- Born: 22 November 1956 (age 68) Madrid, Spain
- Other names: Germán Fuertes
- Citizenship: Spanish
- Occupation: Scientist
- Scientific career
- Fields: Health

= Germán Fuertes Otero =

Spanish researcher

Germán Fuertes Otero (born 22 November 1956, in Madrid) is a Spanish researcher. He is editor and founder with Carlos José Belmonte López, Marta Aguilar Vera, Amparo Miralles Lobato, Marcel Quirós Reyes, and Isaac Escudero Bermúdez of the scientific journal PharmaSalud and professor at the University of Cambridge. He is known for his work in health, specialising in the area of drug health and sports medicine.

== Biography ==
Born in Madrid, Spain, his native language is Spanish. He graduated as a sports medicine physician from Harvard University from 1990 to 1995, academic director of medicine and academic minor in sports health. In 1996, he joined the Department of Medicine at Stanford University until 2000, where he obtained his bachelor's degree and senior academic director in sports medicine.

He obtained his master's degree and title of academic director of sports medicine at the University of Cambridge in 2001–2003. The following year (2004), he entered the University of Oxford to pass his academic degree of Doctor of Medicine, which he completed in three years (2007).

He started his research occupation in 1995, in which he was engaged in the field of diagnosis, treatment and prevention of diseases. In 2000, he joined the sports medicine branch, studying the effects of sport on patients with pathologies resulting from rare diseases.

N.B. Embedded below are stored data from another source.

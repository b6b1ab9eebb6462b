//! Auth service client (GoTrue-style `/auth/v1` API).
//!
//! Tokens are never logged; `Session`'s `Debug` output redacts them.

use std::future::Future;

use anyhow::Result;
use chrono::Utc;
use marquee_types::{Session, User, UserMetadata};
use serde::{Deserialize, Serialize};
use serde_json::{Value, json};
use tracing::info;

use super::http::{build_client, expect_success, read_json};
use crate::config::Config;
use crate::error::{ServiceError, ServiceResult};

/// The auth operations the recall flow depends on.
///
/// `AuthClient` is the production implementation; tests substitute stubs.
pub trait Authenticator: Send + Sync {
    /// Signs in with email and password.
    fn sign_in(
        &self,
        email: &str,
        password: &str,
    ) -> impl Future<Output = ServiceResult<Session>> + Send;

    /// Exchanges a refresh token for a fresh session.
    fn resume(&self, refresh_token: &str) -> impl Future<Output = ServiceResult<Session>> + Send;

    /// Revokes the session on the server.
    fn sign_out(&self, access_token: &str) -> impl Future<Output = ServiceResult<()>> + Send;
}

/// Connection details shared by the auth and row clients.
#[derive(Debug, Clone)]
pub struct Backend {
    pub(crate) base_url: String,
    pub(crate) anon_key: String,
    pub(crate) http: reqwest::Client,
}

impl Backend {
    pub fn new(base_url: impl Into<String>, anon_key: impl Into<String>) -> Self {
        Self {
            base_url: base_url.into().trim_end_matches('/').to_string(),
            anon_key: anon_key.into(),
            http: build_client(),
        }
    }

    /// Builds the backend from config/env.
    ///
    /// # Errors
    /// Returns an error if the URL or anon key is missing or invalid.
    pub fn from_config(config: &Config) -> Result<Self> {
        Ok(Self::new(config.backend_url()?, config.anon_key()?))
    }

    pub(crate) fn url(&self, path: &str) -> String {
        format!("{}{path}", self.base_url)
    }

    /// Request with the public key and, when given, the user's bearer token.
    pub(crate) fn request(
        &self,
        method: reqwest::Method,
        path: &str,
        access_token: Option<&str>,
    ) -> reqwest::RequestBuilder {
        let bearer = access_token.unwrap_or(&self.anon_key);
        self.http
            .request(method, self.url(path))
            .header("apikey", &self.anon_key)
            .bearer_auth(bearer)
    }
}

/// Result of a sign-up request.
#[derive(Debug, Clone)]
pub enum SignUpOutcome {
    /// The account is active and signed in.
    SignedIn(Session),
    /// The service requires the user to confirm their email first.
    ConfirmationRequired { email: String },
}

#[derive(Debug, Deserialize)]
struct TokenResponse {
    access_token: String,
    refresh_token: String,
    #[serde(default)]
    expires_in: Option<i64>,
    #[serde(default)]
    expires_at: Option<i64>,
    user: User,
}

impl From<TokenResponse> for Session {
    fn from(token: TokenResponse) -> Self {
        let expires_at = token
            .expires_at
            .or_else(|| token.expires_in.map(|secs| Utc::now().timestamp() + secs));
        Session {
            access_token: token.access_token,
            refresh_token: token.refresh_token,
            expires_at,
            user: token.user,
        }
    }
}

#[derive(Serialize)]
struct PasswordGrant<'a> {
    email: &'a str,
    password: &'a str,
}

/// Auth service client.
#[derive(Debug, Clone)]
pub struct AuthClient {
    backend: Backend,
}

impl AuthClient {
    pub fn new(backend: Backend) -> Self {
        Self { backend }
    }

    pub fn backend(&self) -> &Backend {
        &self.backend
    }

    async fn token_grant(&self, grant_type: &str, body: &impl Serialize) -> ServiceResult<Session> {
        let response = self
            .backend
            .request(reqwest::Method::POST, "/auth/v1/token", None)
            .query(&[("grant_type", grant_type)])
            .json(body)
            .send()
            .await?;

        let token: TokenResponse = read_json(response).await.map_err(ServiceError::into_auth)?;
        Ok(token.into())
    }

    /// Creates an account.
    ///
    /// # Errors
    /// Returns an `Auth` error when the service rejects the request.
    pub async fn sign_up(&self, email: &str, password: &str) -> ServiceResult<SignUpOutcome> {
        let response = self
            .backend
            .request(reqwest::Method::POST, "/auth/v1/signup", None)
            .json(&PasswordGrant { email, password })
            .send()
            .await?;

        let body: Value = read_json(response).await.map_err(ServiceError::into_auth)?;
        if body.get("access_token").is_some() {
            let token: TokenResponse = serde_json::from_value(body).map_err(ServiceError::decode)?;
            info!("account created and signed in");
            return Ok(SignUpOutcome::SignedIn(token.into()));
        }

        info!("account created, confirmation pending");
        Ok(SignUpOutcome::ConfirmationRequired {
            email: email.to_string(),
        })
    }

    /// Fetches the user behind `access_token`; `None` if the token is no
    /// longer valid.
    ///
    /// # Errors
    /// Returns an error on network failures or unexpected statuses.
    pub async fn current_user(&self, access_token: &str) -> ServiceResult<Option<User>> {
        let response = self
            .backend
            .request(reqwest::Method::GET, "/auth/v1/user", Some(access_token))
            .send()
            .await?;

        match read_json::<User>(response).await {
            Ok(user) => Ok(Some(user)),
            Err(err) if matches!(err.status, Some(401 | 403)) => Ok(None),
            Err(err) => Err(err),
        }
    }

    /// Updates profile metadata. `None` fields are left untouched.
    ///
    /// # Errors
    /// Returns an error when the service rejects the update.
    pub async fn update_profile(
        &self,
        access_token: &str,
        username: Option<&str>,
        avatar_url: Option<&str>,
    ) -> ServiceResult<User> {
        let metadata = UserMetadata {
            username: username.map(str::to_string),
            avatar_url: avatar_url.map(str::to_string),
        };
        self.update_user(access_token, &json!({ "data": metadata }))
            .await
    }

    /// Changes the password of the signed-in user.
    ///
    /// # Errors
    /// Returns an error when the service rejects the new password.
    pub async fn update_password(&self, access_token: &str, password: &str) -> ServiceResult<User> {
        self.update_user(access_token, &json!({ "password": password }))
            .await
    }

    async fn update_user(&self, access_token: &str, body: &Value) -> ServiceResult<User> {
        let response = self
            .backend
            .request(reqwest::Method::PUT, "/auth/v1/user", Some(access_token))
            .json(body)
            .send()
            .await?;
        read_json(response).await
    }
}

impl Authenticator for AuthClient {
    async fn sign_in(&self, email: &str, password: &str) -> ServiceResult<Session> {
        let session = self
            .token_grant("password", &PasswordGrant { email, password })
            .await?;
        info!("signed in");
        Ok(session)
    }

    async fn resume(&self, refresh_token: &str) -> ServiceResult<Session> {
        self.token_grant("refresh_token", &json!({ "refresh_token": refresh_token }))
            .await
    }

    async fn sign_out(&self, access_token: &str) -> ServiceResult<()> {
        let response = self
            .backend
            .request(reqwest::Method::POST, "/auth/v1/logout", Some(access_token))
            .send()
            .await?;
        expect_success(response).await?;
        info!("signed out");
        Ok(())
    }
}
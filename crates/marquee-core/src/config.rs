//! Configuration management for Marquee.
//!
//! Loads configuration from ${MARQUEE_HOME}/config.toml with sensible defaults.
//! Service endpoints and keys can be overridden from the environment.

use std::fs;
use std::path::Path;
use std::time::Duration;

use anyhow::{Context, Result};
use serde::{Deserialize, Serialize};

/// Env var overriding the backend base URL.
pub const BACKEND_URL_ENV: &str = "MARQUEE_BACKEND_URL";
/// Env var overriding the backend anon (public) key.
pub const ANON_KEY_ENV: &str = "MARQUEE_ANON_KEY";
/// Env var overriding the catalog base URL.
pub const CATALOG_URL_ENV: &str = "TMDB_BASE_URL";
/// Env var overriding the catalog API key.
pub const CATALOG_KEY_ENV: &str = "TMDB_API_KEY";

/// Default catalog API root.
pub const DEFAULT_CATALOG_URL: &str = "https://api.themoviedb.org/3";
/// Default catalog image root.
pub const DEFAULT_IMAGE_URL: &str = "https://image.tmdb.org/t/p";

/// Returns the default config template with comments.
fn default_config_template() -> &'static str {
    include_str!("../default_config.toml")
}

pub mod paths {
    //! Path resolution for Marquee configuration and data directories.
    //!
    //! MARQUEE_HOME resolution order:
    //! 1. MARQUEE_HOME environment variable (if set)
    //! 2. ~/.config/marquee (default)
    //! 3. ./.marquee when no home directory can be determined

    use std::path::PathBuf;

    /// Returns the Marquee home directory.
    pub fn marquee_home() -> PathBuf {
        if let Ok(home) = std::env::var("MARQUEE_HOME")
            && !home.trim().is_empty()
        {
            return PathBuf::from(home);
        }

        dirs::home_dir().map_or_else(
            || PathBuf::from(".marquee"),
            |h| h.join(".config").join("marquee"),
        )
    }

    /// Returns the path to the config.toml file.
    pub fn config_path() -> PathBuf {
        marquee_home().join("config.toml")
    }

    /// Returns the path to the client-local key/value storage file.
    pub fn storage_path() -> PathBuf {
        marquee_home().join("storage.json")
    }

    /// Returns the directory holding log files.
    pub fn logs_dir() -> PathBuf {
        marquee_home().join("logs")
    }
}

/// Backend-as-a-service connection settings.
#[derive(Debug, Clone, Default, Serialize, Deserialize)]
#[serde(default)]
pub struct BackendConfig {
    /// Project URL, e.g. `https://xyz.supabase.co`.
    pub url: Option<String>,
    /// Public anon key sent as `apikey` on every request.
    pub anon_key: Option<String>,
}

/// Movie catalog settings.
#[derive(Debug, Clone, Serialize, Deserialize)]
#[serde(default)]
pub struct CatalogConfig {
    pub base_url: Option<String>,
    pub api_key: Option<String>,
    pub image_base_url: String,
    /// Optional ISO language tag passed to the catalog (e.g. "en-US").
    pub language: Option<String>,
}

impl Default for CatalogConfig {
    fn default() -> Self {
        Self {
            base_url: None,
            api_key: None,
            image_base_url: DEFAULT_IMAGE_URL.to_string(),
            language: None,
        }
    }
}

/// Notification timing.
#[derive(Debug, Clone, Copy, Serialize, Deserialize)]
#[serde(default)]
pub struct ToastConfig {
    /// Default lifetime of a toast; 0 keeps toasts until dismissed.
    pub lifetime_ms: u64,
    /// Length of the exit phase before a toast is removed.
    pub exit_ms: u64,
}

impl Default for ToastConfig {
    fn default() -> Self {
        Self {
            lifetime_ms: 3500,
            exit_ms: 300,
        }
    }
}

impl ToastConfig {
    pub fn lifetime(&self) -> Duration {
        Duration::from_millis(self.lifetime_ms)
    }

    pub fn exit(&self) -> Duration {
        Duration::from_millis(self.exit_ms)
    }
}

/// Local validation rules for auth forms.
#[derive(Debug, Clone, Copy, Serialize, Deserialize)]
#[serde(default)]
pub struct AuthConfig {
    pub min_password_len: usize,
}

impl Default for AuthConfig {
    fn default() -> Self {
        Self {
            min_password_len: 6,
        }
    }
}

/// Logging settings.
#[derive(Debug, Clone, Serialize, Deserialize)]
#[serde(default)]
pub struct LogConfig {
    /// Default filter directive when `MARQUEE_LOG` is unset.
    pub level: String,
}

impl Default for LogConfig {
    fn default() -> Self {
        Self {
            level: "info".to_string(),
        }
    }
}

/// Main configuration structure.
#[derive(Debug, Clone, Default, Serialize, Deserialize)]
#[serde(default)]
pub struct Config {
    pub backend: BackendConfig,
    pub catalog: CatalogConfig,
    pub toasts: ToastConfig,
    pub auth: AuthConfig,
    pub log: LogConfig,
}

impl Config {
    /// Loads configuration from the default path.
    ///
    /// # Errors
    /// Returns an error if the file exists but cannot be read or parsed.
    pub fn load() -> Result<Self> {
        Self::load_from(&paths::config_path())
    }

    /// Loads configuration from a specific path.
    /// Returns defaults if file doesn't exist.
    ///
    /// # Errors
    /// Returns an error if the file exists but cannot be read or parsed.
    pub fn load_from(path: &Path) -> Result<Self> {
        if path.exists() {
            let contents = fs::read_to_string(path)
                .with_context(|| format!("Failed to read config from {}", path.display()))?;
            toml::from_str(&contents)
                .with_context(|| format!("Failed to parse config from {}", path.display()))
        } else {
            Ok(Config::default())
        }
    }

    /// Writes the default template to `path`, refusing to overwrite.
    ///
    /// # Errors
    /// Returns an error if the file already exists or cannot be written.
    pub fn init(path: &Path) -> Result<()> {
        if path.exists() {
            anyhow::bail!("Config file already exists at {}", path.display());
        }

        if let Some(parent) = path.parent() {
            fs::create_dir_all(parent)
                .with_context(|| format!("Failed to create directory {}", parent.display()))?;
        }

        let tmp_path = path.with_extension("toml.tmp");
        fs::write(&tmp_path, default_config_template())
            .with_context(|| format!("Failed to write config to {}", tmp_path.display()))?;
        fs::rename(&tmp_path, path).with_context(|| {
            format!(
                "Failed to rename {} to {}",
                tmp_path.display(),
                path.display()
            )
        })?;

        Ok(())
    }

    /// Resolves the backend URL (env > config).
    ///
    /// # Errors
    /// Returns an error if no URL is configured or it is malformed.
    pub fn backend_url(&self) -> Result<String> {
        resolve_setting(self.backend.url.as_deref(), BACKEND_URL_ENV, None)
            .with_context(|| {
                format!("No backend URL configured. Set {BACKEND_URL_ENV} or [backend].url.")
            })
            .and_then(|url| validate_url(&url, "backend"))
    }

    /// Resolves the backend anon key (env > config).
    ///
    /// # Errors
    /// Returns an error if no key is configured.
    pub fn anon_key(&self) -> Result<String> {
        resolve_setting(self.backend.anon_key.as_deref(), ANON_KEY_ENV, None).with_context(|| {
            format!("No backend anon key configured. Set {ANON_KEY_ENV} or [backend].anon_key.")
        })
    }

    /// Resolves the catalog base URL (env > config > default).
    ///
    /// # Errors
    /// Returns an error if the resolved URL is malformed.
    pub fn catalog_url(&self) -> Result<String> {
        let url = resolve_setting(
            self.catalog.base_url.as_deref(),
            CATALOG_URL_ENV,
            Some(DEFAULT_CATALOG_URL),
        )
        .context("No catalog URL configured")?;
        validate_url(&url, "catalog")
    }

    /// Resolves the catalog API key (env > config).
    ///
    /// # Errors
    /// Returns an error if no key is configured.
    pub fn catalog_key(&self) -> Result<String> {
        resolve_setting(self.catalog.api_key.as_deref(), CATALOG_KEY_ENV, None).with_context(
            || format!("No catalog API key. Set {CATALOG_KEY_ENV} or [catalog].api_key."),
        )
    }
}

/// Resolves a setting with precedence: env > config > default.
fn resolve_setting(config_value: Option<&str>, env_var: &str, default: Option<&str>) -> Option<String> {
    let non_empty = |value: &str| {
        let trimmed = value.trim();
        (!trimmed.is_empty()).then(|| trimmed.to_string())
    };

    std::env::var(env_var)
        .ok()
        .as_deref()
        .and_then(non_empty)
        .or_else(|| config_value.and_then(non_empty))
        .or_else(|| default.map(str::to_string))
}

fn validate_url(url: &str, service: &str) -> Result<String> {
    url::Url::parse(url).with_context(|| format!("Invalid {service} base URL: {url}"))?;
    Ok(url.trim_end_matches('/').to_string())
}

== Studies and research on sports medicine ==
His studies are focused on the health branch of sports medicine. He defended the usefulness of regular sports practice both at home and in specialised sports centres. At the same time, he analysed the positive effects of sport on patients with disabilities or limitations. In fact, he provided data indicating that the quality can be improved in this type of patients.

== Professional career ==
Germán published his first academic article in 2001, "Effects of sport in patients with multiple fractures". In 2015, he became a professor at the University of Cambridge in the UK.

In 2009, he was inducted as a member of the National Academy of Sciences of the United States, and in 2020 he left the academy. He has been a member of the Academy of Medical Sciences since 2013, and in 2016 he received a research award from the British organization itself.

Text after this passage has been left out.